Ventidius' light infantry with slingers who outrange horse archers. Stones are harder to see in flight than arrows, harder to dodge and can hit a helmet and concuss, no need to penetrate armor.
Hadrian carried in a litter, asked by an old woman to hear her case. He says no time, she says then stop being emperor. He gives her an audience.
Tiberius on role of princeps - holding wolf by the ears. Even truer for the Arsacid king of kings.
Unlike Tiberius/Augustus - Caligula/Claudius had no military exploits before becoming emperor, so they were more aggressive.
Legionary humiliation - passing under the yoke - duck head to bend under a frame of spears.
Nero demande Tiridates travel to Rome to receive the royal diadem, right to rule Armenia. Tiridates, one of the magi, a Zoroastrian priestly caste, forbidden from crossing water, offered to show submission to an image of Nero rather than in person.

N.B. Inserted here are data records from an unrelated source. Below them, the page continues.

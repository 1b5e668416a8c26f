use std::path::{Path, PathBuf};
use std::fs;
use crate::config::constants::{APP_DIR_NAME, CONFIG_FILE_NAME, DATA_DIR_NAME, SESSION_FILE_NAME, SUPPORTED_PROVIDERS};
use crate::enums::supported_language::SupportedLanguage;
use crate::errors::{SnippetError, SnippetResult};
use crate::structs::config::ai_config::AiConfig;
use crate::structs::config::config::Config;

pub struct ConfigManager;

impl ConfigManager {

    pub fn app_dir() -> SnippetResult<PathBuf> {
        dirs::home_dir()
            .map(|d| d.join(APP_DIR_NAME))
            .ok_or_else(|| SnippetError::config_error("Could not determine the home directory", None, Some("Set the HOME environment variable")))
    }

    pub fn config_path() -> SnippetResult<PathBuf> {
        Ok(Self::app_dir()?.join(CONFIG_FILE_NAME))
    }

    pub fn session_path() -> SnippetResult<PathBuf> {
        Ok(Self::app_dir()?.join(SESSION_FILE_NAME))
    }

    pub fn load() -> SnippetResult<Config> {
        Self::load_from(&Self::config_path()?)
    }

    pub fn load_from(path: &Path) -> SnippetResult<Config> {
        if !path.exists() {
            log::debug!("No config at {}, using defaults", path.display());
            return Ok(Config::default());
        }

        log::info!("📋 Loading config from: {}", path.display());
        let content = fs::read_to_string(path).map_err(|e| SnippetError::ConfigurationFileError {
            path: path.display().to_string(),
            reason: e.to_string(),
        })?;
        let config: Config = toml::from_str(&content).map_err(|e| SnippetError::ConfigurationFileError {
            path: path.display().to_string(),
            reason: e.message().to_string(),
        })?;
        Ok(config)
    }

    pub fn create_sample_config() -> SnippetResult<PathBuf> {
        let config_file_path = Self::config_path()?;
        Self::write_sample_config(&config_file_path)?;
        log::info!("✅ Created sample config at: {}", config_file_path.display());
        Ok(config_file_path)
    }

    pub fn write_sample_config(path: &Path) -> SnippetResult<()> {
        if path.exists() {
            return Err(SnippetError::file_error(&path.display().to_string(), "create config", "file already exists"));
        }
        if let Some(parent) = path.parent() {
            fs::create_dir_all(parent)?;
        }
        let sample_config = format!(
            "# Snippet Analyzer configuration\n\n{}",
            toml::to_string_pretty(&Config::default())?
        );
        fs::write(path, sample_config)?;
        Ok(())
    }

    /// Root for the document store, expanding a leading `~/`.
    pub fn data_dir(config: &Config) -> SnippetResult<PathBuf> {
        match config.storage.data_dir.as_deref() {
            Some(dir) => match dir.strip_prefix("~/") {
                Some(rest) => dirs::home_dir()
                    .map(|home| home.join(rest))
                    .ok_or_else(|| SnippetError::config_error("Could not determine the home directory", Some("storage.data_dir"), None)),
                None => Ok(PathBuf::from(dir)),
            },
            None => Ok(Self::app_dir()?.join(DATA_DIR_NAME)),
        }
    }

    pub fn api_key(config: &AiConfig) -> SnippetResult<String> {
        match std::env::var(&config.api_key_env) {
            Ok(key) if !key.trim().is_empty() => Ok(key),
            _ => Err(SnippetError::config_error(
                &format!("Gemini API key is not configured ({} is not set)", config.api_key_env),
                Some("ai.api_key_env"),
                Some(format!("export {}=<your key>", config.api_key_env).as_str()),
            )),
        }
    }

    pub fn validate_config(config: &Config) -> Result<(), Vec<String>> {
        let mut errors = Vec::new();

        if !SUPPORTED_PROVIDERS.contains(&config.ai.provider.as_str()) {
            errors.push(format!("Unsupported AI provider: {}", config.ai.provider));
        }

        if config.ai.model.trim().is_empty() {
            errors.push("AI model must not be empty".to_string());
        }

        if config.ai.api_key_env.trim().is_empty() {
            errors.push("ai.api_key_env must name an environment variable".to_string());
        }

        if config.ai.rate_limit_per_minute == 0 {
            errors.push("ai.rate_limit_per_minute must be greater than zero".to_string());
        }

        if config.editor.default_language.parse::<SupportedLanguage>().is_err() {
            errors.push(format!("Unknown default language: {}", config.editor.default_language));
        }

        if errors.is_empty() {
            Ok(())
        } else {
            Err(errors)
        }
    }
}
pub mod config_helper;
pub mod prompt_generator;
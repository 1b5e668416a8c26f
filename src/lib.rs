//! Code snippet analysis backed by a hosted text-generation endpoint.
//!
//! The core is [`services::response_extractor`], which recovers a structured
//! [`structs::analysis_result::AnalysisResult`] from free-form model output, and
//! [`services::code_analyzer::CodeAnalyzer`], which turns every failure into a
//! renderable fallback record. Identity, storage and generation sit behind the
//! traits in [`traits`] and are injected explicitly.

pub mod config;
pub mod enums;
pub mod errors;
pub mod helpers;
pub mod logger;
pub mod prompts;
pub mod services;
pub mod structs;
pub mod traits;
pub mod workers;
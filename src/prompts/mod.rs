pub mod code_analysis_prompt;
use std::path::PathBuf;
use clap::Subcommand;

#[derive(Subcommand)]
pub enum Commands {
    /// Write a sample configuration file
    Init,
    /// Start a local session
    Login {
        #[clap(short, long)]
        email: String,
        #[clap(short, long)]
        name: Option<String>,
        #[clap(long)]
        photo: Option<String>,
    },
    /// End the local session
    Logout,
    /// Show the signed-in profile
    Whoami,
    /// List supported languages
    Languages,
    /// Print the starter template for a language
    Template {
        language: String,
    },
    /// Analyze a code snippet
    Analyze {
        #[clap(short, long, conflicts_with = "code")]
        file: Option<PathBuf>,
        #[clap(short, long)]
        code: Option<String>,
        #[clap(short, long)]
        language: Option<String>,
    },
    /// Write or read the test document for the signed-in user
    TestData {
        #[clap(subcommand)]
        action: TestDataAction,
    },
    /// Validate the configuration file
    Validate,
}

#[derive(Subcommand, Debug, Clone, Copy, PartialEq, Eq)]
pub enum TestDataAction {
    Add,
    Get,
}
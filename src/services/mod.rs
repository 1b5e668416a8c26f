pub mod access_guard;
pub mod ai_providers;
pub mod code_analyzer;
pub mod document_stores;
pub mod local_session_provider;
pub mod rate_limiter;
pub mod response_extractor;
pub mod test_data;
use std::sync::Arc;
use crate::enums::supported_language::SupportedLanguage;
use crate::errors::SnippetResult;
use crate::helpers::prompt_generator;
use crate::services::response_extractor;
use crate::structs::analysis_request::AnalysisRequest;
use crate::structs::analysis_result::AnalysisResult;
use crate::traits::text_generator::TextGenerator;

pub struct CodeAnalyzer {
    generator: Arc<dyn TextGenerator>,
}

impl CodeAnalyzer {
    pub fn new(generator: Arc<dyn TextGenerator>) -> Self {
        Self { generator }
    }

    /// Validates the snippet, then analyzes it. Empty code never reaches the endpoint.
    pub async fn analyze_code(&self, source_code: &str, language: SupportedLanguage) -> SnippetResult<AnalysisResult> {
        let request = AnalysisRequest::new(source_code, language)?;
        Ok(self.analyze(&request).await)
    }

    /// One endpoint call, no retry. Every failure resolves to a fallback record.
    pub async fn analyze(&self, request: &AnalysisRequest) -> AnalysisResult {
        let prompt = prompt_generator::generate_analysis_prompt(request.language(), request.source_code());

        log::info!("🔍 Analyzing {} snippet ({} bytes)", request.language(), request.source_code().len());

        let completion = match self.generator.generate(prompt).await {
            Ok(text) => text,
            Err(e) => {
                log::error!("❌ Error analyzing code: {e}");
                return AnalysisResult::endpoint_failure(e.message());
            }
        };

        response_extractor::extract_or_fallback(&completion)
    }

    pub fn print_analysis_report(analysis: &AnalysisResult) {
        println!("🔍 CODE ANALYSIS REPORT");
        println!("======================");
        println!("{}\n", analysis.explanation);
        Self::print_section("💡 SUGGESTIONS", &analysis.suggestions);
        Self::print_section("🚀 IMPROVEMENTS", &analysis.improvements);
        Self::print_section("🔒 SECURITY", &analysis.security);
    }

    fn print_section(title: &str, items: &[String]) {
        println!("{title} ({} total):", items.len());
        for item in items {
            println!("  • {item}");
        }
        println!();
    }
}

#[cfg(test)]
mod tests {
    use super::*;
    use mockall::predicate::function;
    use crate::enums::ai_provider_error::AiProviderError;
    use crate::traits::text_generator::MockTextGenerator;

    #[tokio::test]
    async fn prompt_carries_language_and_code() {
        let mut generator = MockTextGenerator::new();
        generator
            .expect_generate()
            .with(function(|prompt: &String| prompt.contains("```javascript\nconsole.log(1)\n```")))
            .times(1)
            .returning(|_| Ok(r#"{"explanation":"logs","suggestions":[],"improvements":[],"security":[]}"#.to_string()));

        let analyzer = CodeAnalyzer::new(Arc::new(generator));
        let result = analyzer.analyze_code("console.log(1)", SupportedLanguage::JavaScript).await.unwrap();
        assert_eq!(result.explanation, "logs");
    }

    #[tokio::test]
    async fn network_error_message_is_embedded_without_prefix() {
        let mut generator = MockTextGenerator::new();
        generator
            .expect_generate()
            .times(1)
            .returning(|_| Err(AiProviderError::NetworkError("connection reset".to_string())));

        let analyzer = CodeAnalyzer::new(Arc::new(generator));
        let request = AnalysisRequest::new("x = 1", SupportedLanguage::Python).unwrap();
        let result = analyzer.analyze(&request).await;
        assert_eq!(result.suggestions, vec!["Error analyzing code: connection reset".to_string()]);
        assert!(result.is_error());
    }

    #[tokio::test]
    async fn unparsable_completion_yields_fallback() {
        let mut generator = MockTextGenerator::new();
        generator
            .expect_generate()
            .times(1)
            .returning(|_| Ok("I cannot help with that.".to_string()));

        let analyzer = CodeAnalyzer::new(Arc::new(generator));
        let request = AnalysisRequest::new("int main() {}", SupportedLanguage::Cpp).unwrap();
        assert_eq!(analyzer.analyze(&request).await, AnalysisResult::unparsable());
    }
}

Chinese given presents of ostriches and ostrich eggs as well as other unfamiliar curiosities, including a hornless unicorn - gazelle. They noted the importance of magicians in the land, presumably the magi. Chinese silk brought to Syria,unravelled, reworked into a finer thread and dyed - sent back and sold in Chinese markets, who assumed the Romans produced their own, distinct type of silk. Also market for entertainers from far afield, so slaves trained as musicians, dancers, jugglers went from the Roman provinces
Trajan wins many victories in the East, gets six acclamations as Imperator (right to hold a triumph), but even more pleased with title of optimus - the best.
Caracalla tried to rape a vestal virgin and then had her and three of her fellow priestesses executed for breaking their vow of chastity. All of them were entombed alive.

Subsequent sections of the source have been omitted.